Nesta quinta-feira, 27, o senador Omar Aziz definiu o calendário de reuniões do próximo mês. Na terça-feira, 1º, será ouvida a médica Nise Yamaguchi. A convocação atende os pedidos feitos pelos senadores Eduardo Girão (Podemos-CE) e Marcos Rogério (DEM-RO), integrantes da tropa de choque governista na CPI. No requerimento apresentado, Rogério diz que a oitiva “será de importância singular para que [a pesquisadora] exponha sua atuação e conhecimentos, com o objetivo único de restabelecer a verdade, oferendo informações transparentes e esclarecedoras” sobre o uso da cloroquina.
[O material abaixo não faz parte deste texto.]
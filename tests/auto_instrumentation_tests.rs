mod common;

use std::collections::BTreeMap;
use std::sync::atomic::{AtomicUsize, Ordering};
use std::sync::Arc;

use chrono::{TimeZone, Utc};
use common::{detail_f64, harness, harness_with};
use folio_telemetry::hooks::{
    ensure_auto_instrumentation, instrument_component, AutoInstrumentor, ComponentInstrumentation,
    ComponentOptions,
};
use folio_telemetry::host::{
    sanitize_props, Callback, Component, ComponentInstance, Element, ElementFactory, ElementType,
    FnComponent, PropValue, Props, Renderer,
};
use folio_telemetry::{props, Telemetry, TelemetryConfig};
use serde_json::json;

fn component_of(element: &Element) -> Arc<dyn Component> {
    match &element.ty {
        ElementType::Component(component) => Arc::clone(component),
        ElementType::Intrinsic(tag) => panic!("expected a component element, got <{tag}>"),
    }
}

fn same(a: &Arc<dyn Component>, b: &Arc<dyn Component>) -> bool {
    Arc::as_ptr(a) as *const () == Arc::as_ptr(b) as *const ()
}

fn card() -> Arc<dyn Component> {
    Arc::new(FnComponent::new("Card", |props, factory| {
        let title = props.get("title").cloned().unwrap_or(PropValue::Null);
        vec![factory.intrinsic("article", props! { "title" => title })]
    }))
}

#[test]
fn test_install_is_idempotent() {
    let h = harness(true);
    let factory = ElementFactory::new();

    assert!(ensure_auto_instrumentation(&factory, &h.telemetry));
    assert!(!ensure_auto_instrumentation(&factory, &h.telemetry), "Second install is a no-op");
    assert!(factory.is_intercepted());
}

#[test]
fn test_named_component_gets_one_cached_wrapper() {
    let h = harness(true);
    let factory = ElementFactory::new();
    let instrumentor = Arc::new(AutoInstrumentor::new(&h.telemetry));
    assert!(factory.install_interceptor(instrumentor.clone()));

    let original = card();
    let first = component_of(&factory.component(Arc::clone(&original), props! {}));
    let second = component_of(&factory.component(Arc::clone(&original), props! {}));

    assert!(!same(&first, &original));
    assert_eq!(first.display_name(), Some("Telemetry(Card)"));
    assert!(first.is_telemetry_wrapper());
    assert!(same(&first, &second), "Repeat creations reuse the wrapper");
    assert_eq!(instrumentor.wrapped_count(), 1);

    // Feeding the wrapper back in never double-wraps.
    let again = component_of(&factory.component(Arc::clone(&first), props! {}));
    assert!(same(&again, &first));
    assert_eq!(instrumentor.wrapped_count(), 1);
}

#[test]
fn test_skipped_components_pass_through() {
    let h = harness_with(TelemetryConfig {
        enabled_by_default: true,
        excluded_components: vec!["Spinner".to_string()],
        ..TelemetryConfig::default()
    });
    let factory = ElementFactory::new();
    ensure_auto_instrumentation(&factory, &h.telemetry);
    h.telemetry.register_manual_instrumentation("HeroTitle");
    h.telemetry.exclude_from_auto_instrumentation("Cursor");

    let passthrough: Vec<Arc<dyn Component>> = vec![
        Arc::new(FnComponent::anonymous(|_, _| Vec::new())),
        Arc::new(FnComponent::new("", |_, _| Vec::new())),
        Arc::new(FnComponent::new("HeroTitle", |_, _| Vec::new())),
        Arc::new(FnComponent::new("Spinner", |_, _| Vec::new())),
        Arc::new(FnComponent::new("Cursor", |_, _| Vec::new())),
        Arc::new(FnComponent::new("Inner", |_, _| Vec::new()).with_display_name("Telemetry(Inner)")),
        instrument_component(&h.telemetry, card(), "Card", None),
    ];

    for component in passthrough {
        let created = component_of(&factory.component(Arc::clone(&component), props! {}));
        assert!(
            same(&created, &component),
            "{:?} should not be wrapped",
            component.display_name().or_else(|| component.function_name())
        );
    }
}

#[test]
fn test_skip_rules() {
    let h = harness(true);
    let instrumentor = AutoInstrumentor::new(&h.telemetry);
    h.telemetry.register_manual_instrumentation("Typewriter");

    assert!(instrumentor.should_skip(""));
    assert!(instrumentor.should_skip("Anonymous"));
    assert!(instrumentor.should_skip("Typewriter"));
    assert!(instrumentor.should_skip("Instrumented(Footer)"));
    assert!(!instrumentor.should_skip("ProjectCard"));
}

#[test]
fn test_auto_wrapped_mount_logs_sanitized_props() {
    let h = harness(true);
    let factory = Arc::new(ElementFactory::new());
    ensure_auto_instrumentation(&factory, &h.telemetry);
    let renderer = Renderer::new(Arc::clone(&factory));

    let published = Utc.with_ymd_and_hms(2024, 3, 1, 9, 0, 0).unwrap();
    let element = factory.component(
        card(),
        props! {
            "title" => "Hex Grid",
            "onSelect" => PropValue::Callback(Callback::new(|_| {})),
            "icon" => factory.intrinsic("svg", props! {}),
            "tags" => vec![PropValue::from("webgl"), PropValue::from("rust")],
            "published" => published,
            "meta" => PropValue::Object(BTreeMap::new()),
            "children" => vec![
                PropValue::from(factory.intrinsic("span", props! {})),
                PropValue::from(factory.intrinsic("span", props! {})),
            ],
        },
    );
    let node = renderer.mount(element);
    assert_eq!(node.name(), "Telemetry(Card)");

    let records = h.recorder.events_for("Card");
    assert_eq!(records.len(), 2);
    assert_eq!(records[0].event, "mount");
    assert_eq!(
        records[0].detail,
        Some(json!({
            "props": {
                "title": "Hex Grid",
                "onSelect": "function",
                "icon": "ReactElement(svg)",
                "tags": "Array(2)",
                "published": "2024-03-01T09:00:00.000Z",
                "meta": "Object",
                "children": "children(2)",
            }
        }))
    );
    assert_eq!(records[1].event, "render");

    renderer.unmount(node);
    let unmounts = h.recorder.events_named("unmount");
    assert_eq!(unmounts.len(), 1);
    assert_eq!(unmounts[0].component, "Card");
    assert!(
        !h.telemetry.is_component_manually_instrumented("Card"),
        "Auto wrappers do not count as manual instrumentation"
    );
}

#[test]
fn test_nested_tree_commit_and_unmount_order() {
    let h = harness(true);
    let factory = Arc::new(ElementFactory::new());
    ensure_auto_instrumentation(&factory, &h.telemetry);
    let renderer = Renderer::new(Arc::clone(&factory));

    let inner = card();
    let page: Arc<dyn Component> = Arc::new(FnComponent::new("Page", move |_, factory| {
        vec![factory.component(Arc::clone(&inner), props! { "title" => "one" })]
    }));

    let node = renderer.mount(factory.component(page, props! {}));
    assert!(node.find("Telemetry(Card)").is_some());

    let mounts: Vec<String> = h
        .recorder
        .events_named("mount")
        .into_iter()
        .map(|r| r.component)
        .collect();
    assert_eq!(mounts, vec!["Card", "Page"], "Children commit before parents");

    renderer.unmount(node);
    let unmounts: Vec<String> = h
        .recorder
        .events_named("unmount")
        .into_iter()
        .map(|r| r.component)
        .collect();
    assert_eq!(unmounts, vec!["Page", "Card"], "Parents unmount first");
}

#[test]
fn test_rerender_keeps_instance() {
    let h = harness(true);
    let factory = Arc::new(ElementFactory::new());
    ensure_auto_instrumentation(&factory, &h.telemetry);
    let renderer = Renderer::new(Arc::clone(&factory));

    let mut node = renderer.mount(factory.component(card(), props! { "title" => "a" }));
    h.clock.advance(2500.0);
    renderer.update(&mut node, props! { "title" => "b" });

    assert_eq!(h.recorder.events_named("mount").len(), 1);
    let renders = h.recorder.events_named("render");
    assert_eq!(renders.len(), 2);
    assert_eq!(detail_f64(&renders[1], "renderCount"), 2.0);
    assert_eq!(
        renders[1].detail.as_ref().and_then(|d| d.pointer("/props/title")),
        Some(&json!("b"))
    );
}

#[test]
fn test_auto_wrapper_uses_configured_throttle() {
    let h = harness(true);
    let factory = Arc::new(ElementFactory::new());
    ensure_auto_instrumentation(&factory, &h.telemetry);
    let renderer = Renderer::new(Arc::clone(&factory));

    let mut node = renderer.mount(factory.component(card(), props! {}));
    h.clock.advance(1500.0);
    renderer.refresh(&mut node);

    assert_eq!(
        h.recorder.events_named("render").len(),
        1,
        "Auto-instrumented renders throttle at 2000ms"
    );
}

#[test]
fn test_explicit_wrapper_logs_under_given_name() {
    let h = harness(true);
    let factory = Arc::new(ElementFactory::new());
    ensure_auto_instrumentation(&factory, &h.telemetry);
    let renderer = Renderer::new(Arc::clone(&factory));

    let footer = instrument_component(
        &h.telemetry,
        Arc::new(FnComponent::new("FooterContent", |_, factory| {
            vec![factory.intrinsic("footer", props! {})]
        })),
        "Footer",
        None,
    );
    assert_eq!(footer.display_name(), Some("Instrumented(FooterContent)"));

    let node = renderer.mount(factory.component(footer, props! { "year" => 2024 }));
    assert_eq!(node.name(), "Instrumented(FooterContent)");

    let mounts = h.recorder.events_named("mount");
    assert_eq!(mounts.len(), 1);
    assert_eq!(mounts[0].component, "Footer");
    assert_eq!(mounts[0].detail, Some(json!({ "props": { "year": 2024.0 } })));
    assert!(h.telemetry.is_component_manually_instrumented("Footer"));
}

#[test]
fn test_children_summaries() {
    let factory = ElementFactory::new();

    let none = sanitize_props(&props! { "children" => PropValue::Null });
    assert_eq!(none.get("children"), Some(&json!(null)));

    let single = sanitize_props(&props! { "children" => factory.intrinsic("p", props! {}) });
    assert_eq!(single.get("children"), Some(&json!("child")));

    let text = sanitize_props(&props! { "children" => "hello" });
    assert_eq!(text.get("children"), Some(&json!("child")));
}

/// Component that reports its own lifecycle, without registering up front.
struct SelfReporting {
    telemetry: Telemetry,
    instances: Arc<AtomicUsize>,
}

impl Component for SelfReporting {
    fn function_name(&self) -> Option<&str> {
        Some("Typewriter")
    }

    fn instantiate(self: Arc<Self>) -> Box<dyn ComponentInstance> {
        self.instances.fetch_add(1, Ordering::SeqCst);
        Box::new(SelfReportingInstance {
            instrumentation: ComponentInstrumentation::new(&self.telemetry, "Typewriter"),
        })
    }
}

struct SelfReportingInstance {
    instrumentation: ComponentInstrumentation,
}

impl ComponentInstance for SelfReportingInstance {
    fn render(&mut self, _props: &Props, factory: &ElementFactory) -> Vec<Element> {
        self.instrumentation
            .begin_render(ComponentOptions::new().throttle_ms(0.0));
        vec![factory.intrinsic("h1", props! {})]
    }

    fn committed(&mut self) {
        self.instrumentation.commit();
    }

    fn unmounting(&mut self) {
        self.instrumentation.unmount();
    }
}

#[test]
fn test_self_instrumented_child_survives_parent_rerender() {
    let h = harness(true);
    let factory = Arc::new(ElementFactory::new());
    ensure_auto_instrumentation(&factory, &h.telemetry);
    let renderer = Renderer::new(Arc::clone(&factory));

    // 1. A self-reporting child under an auto-wrapped parent, nothing pre-registered.
    let instances = Arc::new(AtomicUsize::new(0));
    let child: Arc<dyn Component> = Arc::new(SelfReporting {
        telemetry: h.telemetry.clone(),
        instances: Arc::clone(&instances),
    });
    let parent: Arc<dyn Component> = Arc::new(FnComponent::new("Hero", move |_, factory| {
        vec![factory.component(Arc::clone(&child), props! {})]
    }));
    let mut root = renderer.mount(factory.component(parent, props! {}));
    assert!(h.telemetry.is_component_manually_instrumented("Typewriter"));
    let child_name = root.children()[0].name();

    // 2. Parent re-renders twice.
    renderer.refresh(&mut root);
    renderer.refresh(&mut root);

    assert_eq!(root.children()[0].name(), child_name, "Child element type must stay stable");
    assert_eq!(instances.load(Ordering::SeqCst), 1, "Child instance must survive re-renders");

    let events: Vec<String> = h
        .recorder
        .events_for("Typewriter")
        .into_iter()
        .map(|r| r.event)
        .collect();
    assert_eq!(
        events,
        vec!["mount", "render", "render", "render"],
        "One instrumentation per instance, no remount"
    );

    // 3. Unmount is reported once.
    renderer.unmount(root);
    let unmounts = h
        .recorder
        .events_named("unmount")
        .into_iter()
        .filter(|r| r.component == "Typewriter")
        .count();
    assert_eq!(unmounts, 1);
}
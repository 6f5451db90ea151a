//! Minimal component host the instrumentation plugs into.
//!
//! Components build child elements through an [`ElementFactory`], and a
//! [`Renderer`] mounts, re-renders and unmounts element trees, calling the
//! post-commit and unmount callbacks of each component instance.

pub mod redact;
pub mod renderer;

use std::collections::BTreeMap;
use std::fmt;
use std::sync::{Arc, OnceLock};

use chrono::{DateTime, Utc};

pub use redact::{redact, sanitize_props};
pub use renderer::{MountedNode, Renderer};

pub const ANONYMOUS: &str = "Anonymous";
pub const CHILDREN: &str = "children";

pub type Props = BTreeMap<String, PropValue>;

#[derive(Clone)]
pub struct Callback(Arc<dyn Fn(&[PropValue]) + Send + Sync>);

impl Callback {
    pub fn new(f: impl Fn(&[PropValue]) + Send + Sync + 'static) -> Self {
        Self(Arc::new(f))
    }

    pub fn call(&self, args: &[PropValue]) {
        (self.0)(args)
    }
}

impl fmt::Debug for Callback {
    fn fmt(&self, f: &mut fmt::Formatter<'_>) -> fmt::Result {
        f.write_str("Callback(..)")
    }
}

#[derive(Debug, Clone)]
pub enum PropValue {
    Null,
    Bool(bool),
    Number(f64),
    Text(String),
    Callback(Callback),
    Element(Box<Element>),
    List(Vec<PropValue>),
    Date(DateTime<Utc>),
    Object(BTreeMap<String, PropValue>),
}

impl From<bool> for PropValue {
    fn from(value: bool) -> Self {
        PropValue::Bool(value)
    }
}

impl From<f64> for PropValue {
    fn from(value: f64) -> Self {
        PropValue::Number(value)
    }
}

macro_rules! number_from {
    ($($ty:ty),+) => {
        $(
            impl From<$ty> for PropValue {
                fn from(value: $ty) -> Self {
                    PropValue::Number(value as f64)
                }
            }
        )+
    };
}

number_from!(i32, i64, u32, u64, usize);

impl From<&str> for PropValue {
    fn from(value: &str) -> Self {
        PropValue::Text(value.to_string())
    }
}

impl From<String> for PropValue {
    fn from(value: String) -> Self {
        PropValue::Text(value)
    }
}

impl From<Element> for PropValue {
    fn from(value: Element) -> Self {
        PropValue::Element(Box::new(value))
    }
}

impl From<Vec<PropValue>> for PropValue {
    fn from(value: Vec<PropValue>) -> Self {
        PropValue::List(value)
    }
}

impl From<DateTime<Utc>> for PropValue {
    fn from(value: DateTime<Utc>) -> Self {
        PropValue::Date(value)
    }
}

/// Builds a [`Props`] map from `key => value` pairs.
#[macro_export]
macro_rules! props {
    () => { $crate::host::Props::new() };
    ($($key:expr => $value:expr),+ $(,)?) => {{
        let mut props = $crate::host::Props::new();
        $( props.insert(($key).to_string(), $crate::host::PropValue::from($value)); )+
        props
    }};
}

#[derive(Clone)]
pub enum ElementType {
    Intrinsic(String),
    Component(Arc<dyn Component>),
}

impl ElementType {
    /// Tag equality for intrinsics, allocation identity for components.
    pub fn same_type(&self, other: &ElementType) -> bool {
        match (self, other) {
            (ElementType::Intrinsic(a), ElementType::Intrinsic(b)) => a == b,
            (ElementType::Component(a), ElementType::Component(b)) => {
                Arc::as_ptr(a) as *const () == Arc::as_ptr(b) as *const ()
            }
            _ => false,
        }
    }

    pub fn describe(&self) -> String {
        match self {
            ElementType::Intrinsic(tag) => tag.clone(),
            ElementType::Component(component) => component
                .display_name()
                .or_else(|| component.function_name())
                .unwrap_or("unknown")
                .to_string(),
        }
    }
}

impl fmt::Debug for ElementType {
    fn fmt(&self, f: &mut fmt::Formatter<'_>) -> fmt::Result {
        match self {
            ElementType::Intrinsic(tag) => f.debug_tuple("Intrinsic").field(tag).finish(),
            ElementType::Component(_) => f.debug_tuple("Component").field(&self.describe()).finish(),
        }
    }
}

#[derive(Debug, Clone)]
pub struct Element {
    pub ty: ElementType,
    pub props: Props,
}

impl Element {
    /// Elements carried by the `children` prop.
    pub fn child_elements(props: &Props) -> Vec<Element> {
        match props.get(CHILDREN) {
            Some(PropValue::Element(element)) => vec![element.as_ref().clone()],
            Some(PropValue::List(items)) => items
                .iter()
                .filter_map(|item| match item {
                    PropValue::Element(element) => Some(element.as_ref().clone()),
                    _ => None,
                })
                .collect(),
            _ => Vec::new(),
        }
    }
}

/// A component definition.
pub trait Component: Send + Sync + 'static {
    fn display_name(&self) -> Option<&str> {
        None
    }

    fn function_name(&self) -> Option<&str> {
        None
    }

    /// Set on wrappers produced by the instrumentation layer.
    fn is_telemetry_wrapper(&self) -> bool {
        false
    }

    fn instantiate(self: Arc<Self>) -> Box<dyn ComponentInstance>;
}

/// One mounted occurrence of a component.
pub trait ComponentInstance {
    fn render(&mut self, props: &Props, factory: &ElementFactory) -> Vec<Element>;

    /// Runs after this instance and its children committed.
    fn committed(&mut self) {}

    /// Runs once, before the instance and its children are removed.
    fn unmounting(&mut self) {}
}

/// Display name, then function name, then [`ANONYMOUS`].
pub fn component_name(component: &dyn Component) -> String {
    component
        .display_name()
        .or_else(|| component.function_name())
        .filter(|name| !name.is_empty())
        .unwrap_or(ANONYMOUS)
        .to_string()
}

type RenderFn = dyn Fn(&Props, &ElementFactory) -> Vec<Element> + Send + Sync;

/// Stateless component backed by a closure.
pub struct FnComponent {
    function_name: Option<String>,
    display_name: Option<String>,
    render: Box<RenderFn>,
}

impl FnComponent {
    pub fn new(
        name: &str,
        render: impl Fn(&Props, &ElementFactory) -> Vec<Element> + Send + Sync + 'static,
    ) -> Self {
        Self {
            function_name: Some(name.to_string()),
            display_name: None,
            render: Box::new(render),
        }
    }

    pub fn anonymous(
        render: impl Fn(&Props, &ElementFactory) -> Vec<Element> + Send + Sync + 'static,
    ) -> Self {
        Self {
            function_name: None,
            display_name: None,
            render: Box::new(render),
        }
    }

    pub fn with_display_name(mut self, display_name: &str) -> Self {
        self.display_name = Some(display_name.to_string());
        self
    }
}

impl Component for FnComponent {
    fn display_name(&self) -> Option<&str> {
        self.display_name.as_deref()
    }

    fn function_name(&self) -> Option<&str> {
        self.function_name.as_deref()
    }

    fn instantiate(self: Arc<Self>) -> Box<dyn ComponentInstance> {
        Box::new(FnInstance { component: self })
    }
}

struct FnInstance {
    component: Arc<FnComponent>,
}

impl ComponentInstance for FnInstance {
    fn render(&mut self, props: &Props, factory: &ElementFactory) -> Vec<Element> {
        (self.component.render)(props, factory)
    }
}

/// Hook into element creation; may substitute the component type.
pub trait ElementInterceptor: Send + Sync {
    fn intercept(&self, component: Arc<dyn Component>) -> Arc<dyn Component>;
}

/// The element-creation primitive.
///
/// At most one interceptor can ever be installed.
#[derive(Default)]
pub struct ElementFactory {
    interceptor: OnceLock<Arc<dyn ElementInterceptor>>,
}

impl ElementFactory {
    pub fn new() -> Self {
        Self::default()
    }

    /// Returns `false` if an interceptor was already in place.
    pub fn install_interceptor(&self, interceptor: Arc<dyn ElementInterceptor>) -> bool {
        self.interceptor.set(interceptor).is_ok()
    }

    pub fn is_intercepted(&self) -> bool {
        self.interceptor.get().is_some()
    }

    pub fn create_element(&self, ty: ElementType, props: Props) -> Element {
        let ty = match (ty, self.interceptor.get()) {
            (ElementType::Component(component), Some(interceptor)) => {
                ElementType::Component(interceptor.intercept(component))
            }
            (ty, _) => ty,
        };
        Element { ty, props }
    }

    pub fn intrinsic(&self, tag: &str, props: Props) -> Element {
        self.create_element(ElementType::Intrinsic(tag.to_string()), props)
    }

    pub fn component(&self, component: Arc<dyn Component>, props: Props) -> Element {
        self.create_element(ElementType::Component(component), props)
    }
}

impl fmt::Debug for ElementFactory {
    fn fmt(&self, f: &mut fmt::Formatter<'_>) -> fmt::Result {
        f.debug_struct("ElementFactory")
            .field("intercepted", &self.is_intercepted())
            .finish()
    }
}
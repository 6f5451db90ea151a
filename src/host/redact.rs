//! Bounded, acyclic summaries of props for log snapshots.

use chrono::SecondsFormat;
use serde_json::Value;

use crate::telemetry::event::{number, Snapshot};

use super::{PropValue, Props, CHILDREN};

/// Summarises one prop value.
///
/// Only scalars survive as themselves. Everything else collapses to a short
/// label so a snapshot never walks into nested trees.
pub fn redact(value: &PropValue) -> Value {
    match value {
        PropValue::Null => Value::Null,
        PropValue::Bool(b) => Value::Bool(*b),
        PropValue::Number(n) => number(*n),
        PropValue::Text(text) => Value::String(text.clone()),
        PropValue::Callback(_) => Value::from("function"),
        PropValue::Element(element) => Value::from(format!("ReactElement({})", element.ty.describe())),
        PropValue::List(items) => Value::from(format!("Array({})", items.len())),
        PropValue::Date(date) => Value::from(date.to_rfc3339_opts(SecondsFormat::Millis, true)),
        PropValue::Object(_) => Value::from("Object"),
    }
}

fn summarize_children(children: &PropValue) -> Value {
    match children {
        PropValue::List(items) => Value::from(format!("children({})", items.len())),
        PropValue::Null => Value::Null,
        _ => Value::from("child"),
    }
}

pub fn sanitize_props(props: &Props) -> Snapshot {
    props
        .iter()
        .map(|(key, value)| {
            let summary = if key == CHILDREN {
                summarize_children(value)
            } else {
                redact(value)
            };
            (key.clone(), summary)
        })
        .collect()
}
use std::sync::Arc;

use super::{component_name, ComponentInstance, Element, ElementFactory, ElementType, Props};

/// A mounted element and its mounted subtree.
pub struct MountedNode {
    ty: ElementType,
    props: Props,
    instance: Option<Box<dyn ComponentInstance>>,
    children: Vec<MountedNode>,
}

impl MountedNode {
    pub fn ty(&self) -> &ElementType {
        &self.ty
    }

    pub fn props(&self) -> &Props {
        &self.props
    }

    pub fn children(&self) -> &[MountedNode] {
        &self.children
    }

    /// Tag for intrinsics, resolved component name otherwise.
    pub fn name(&self) -> String {
        match &self.ty {
            ElementType::Intrinsic(tag) => tag.clone(),
            ElementType::Component(component) => component_name(component.as_ref()),
        }
    }

    /// Depth-first search by [`MountedNode::name`].
    pub fn find(&self, name: &str) -> Option<&MountedNode> {
        if self.name() == name {
            return Some(self);
        }
        self.children.iter().find_map(|child| child.find(name))
    }
}

impl std::fmt::Debug for MountedNode {
    fn fmt(&self, f: &mut std::fmt::Formatter<'_>) -> std::fmt::Result {
        f.debug_struct("MountedNode")
            .field("name", &self.name())
            .field("children", &self.children)
            .finish()
    }
}

/// Mounts element trees and keeps them in sync with new props.
///
/// Children are matched by position. A child whose type changed is unmounted
/// and a fresh one mounted in its place. Commit callbacks run children first;
/// unmount callbacks run parents first.
#[derive(Debug, Clone)]
pub struct Renderer {
    factory: Arc<ElementFactory>,
}

impl Renderer {
    pub fn new(factory: Arc<ElementFactory>) -> Self {
        Self { factory }
    }

    pub fn factory(&self) -> &ElementFactory {
        &self.factory
    }

    pub fn mount(&self, element: Element) -> MountedNode {
        let Element { ty, props } = element;

        let (instance, rendered) = match &ty {
            ElementType::Component(component) => {
                let mut instance = Arc::clone(component).instantiate();
                let rendered = instance.render(&props, &self.factory);
                (Some(instance), rendered)
            }
            ElementType::Intrinsic(_) => (None, Element::child_elements(&props)),
        };

        let mut node = MountedNode {
            ty,
            props,
            instance,
            children: Vec::new(),
        };
        node.children = rendered.into_iter().map(|child| self.mount(child)).collect();

        if let Some(instance) = node.instance.as_mut() {
            instance.committed();
        }
        node
    }

    pub fn update(&self, node: &mut MountedNode, props: Props) {
        node.props = props;

        let rendered = match node.instance.as_mut() {
            Some(instance) => instance.render(&node.props, &self.factory),
            None => Element::child_elements(&node.props),
        };
        self.reconcile(node, rendered);

        if let Some(instance) = node.instance.as_mut() {
            instance.committed();
        }
    }

    /// Re-renders with the props the node already has.
    pub fn refresh(&self, node: &mut MountedNode) {
        let props = node.props.clone();
        self.update(node, props);
    }

    pub fn unmount(&self, mut node: MountedNode) {
        if let Some(instance) = node.instance.as_mut() {
            instance.unmounting();
        }
        for child in node.children.drain(..) {
            self.unmount(child);
        }
    }

    fn reconcile(&self, node: &mut MountedNode, rendered: Vec<Element>) {
        let mut previous = std::mem::take(&mut node.children).into_iter();
        let mut next = Vec::with_capacity(rendered.len());

        for element in rendered {
            match previous.next() {
                Some(mut existing) if existing.ty.same_type(&element.ty) => {
                    self.update(&mut existing, element.props);
                    next.push(existing);
                }
                Some(existing) => {
                    self.unmount(existing);
                    next.push(self.mount(element));
                }
                None => next.push(self.mount(element)),
            }
        }

        for leftover in previous {
            self.unmount(leftover);
        }
        node.children = next;
    }
}
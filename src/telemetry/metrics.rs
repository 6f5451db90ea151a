use std::collections::HashMap;

/// Running aggregate for one `(component, metric)` pair.
///
/// While `count > 0`, every buffered sample lies in `min..=max`. After a
/// flush the aggregate is back to its identity values.
#[derive(Debug, Clone, PartialEq)]
pub struct MetricRecord {
    pub sum: f64,
    pub min: f64,
    pub max: f64,
    pub count: u32,
    pub last_logged: f64,
}

impl MetricRecord {
    /// A fresh record counts its time window from `now`.
    pub fn new(now: f64) -> Self {
        Self {
            sum: 0.0,
            min: f64::INFINITY,
            max: f64::NEG_INFINITY,
            count: 0,
            last_logged: now,
        }
    }

    pub fn push(&mut self, value: f64) {
        self.sum += value;
        self.count += 1;
        self.min = self.min.min(value);
        self.max = self.max.max(value);
    }

    pub fn should_flush(&self, now: f64, throttle_ms: f64, sample_size: u32) -> bool {
        self.count >= sample_size || (self.count > 0 && now - self.last_logged >= throttle_ms)
    }

    /// Summarises the buffered samples and resets to identity.
    pub fn flush(&mut self, now: f64) -> Option<MetricSummary> {
        if self.count == 0 {
            return None;
        }
        let summary = MetricSummary {
            samples: self.count,
            average: self.sum / self.count as f64,
            min: self.min,
            max: self.max,
        };
        self.sum = 0.0;
        self.count = 0;
        self.min = f64::INFINITY;
        self.max = f64::NEG_INFINITY;
        self.last_logged = now;
        Some(summary)
    }
}

#[derive(Debug, Clone, Copy, PartialEq)]
pub struct MetricSummary {
    pub samples: u32,
    pub average: f64,
    pub min: f64,
    pub max: f64,
}

/// All metric aggregates of a telemetry context.
#[derive(Debug, Default)]
pub struct MetricBuffers {
    records: HashMap<(String, String), MetricRecord>,
}

impl MetricBuffers {
    pub fn new() -> Self {
        Self::default()
    }

    /// Adds one sample; returns a summary when the buffer flushed.
    pub fn record(
        &mut self,
        component: &str,
        metric: &str,
        value: f64,
        now: f64,
        throttle_ms: f64,
        sample_size: u32,
    ) -> Option<MetricSummary> {
        let record = self
            .records
            .entry((component.to_string(), metric.to_string()))
            .or_insert_with(|| MetricRecord::new(now));

        record.push(value);

        if record.should_flush(now, throttle_ms, sample_size) {
            record.flush(now)
        } else {
            None
        }
    }

    pub fn get(&self, component: &str, metric: &str) -> Option<&MetricRecord> {
        self.records.get(&(component.to_string(), metric.to_string()))
    }

    pub fn len(&self) -> usize {
        self.records.len()
    }

    pub fn is_empty(&self) -> bool {
        self.records.is_empty()
    }
}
O G7, porém, pretende comprovar que Nise era uma das vozes mais proeminentes do “Ministério da Doença”. As informações apresentadas pela médica à CPI também serão utilizadas como subsídios para outros depoimentos marcados para o mês de junho (veja aqui o calendário de audiências). Na quarta-feira, 26, a comissão aprovou as convocações de Arthur Weintraub, ex-assessor da Presidência da República e irmão do ex-ministro da Educação Abraham Weintraub, Carlos Wizard Martins, o empresário que atuou como consultor do Ministério da Saúde na gestão de Eduardo Pazuello, e Filipe Martins, assessor da Presidência da República para assuntos internacionais. Os três são apontados como integrantes deste grupo de assessoramento paralelo.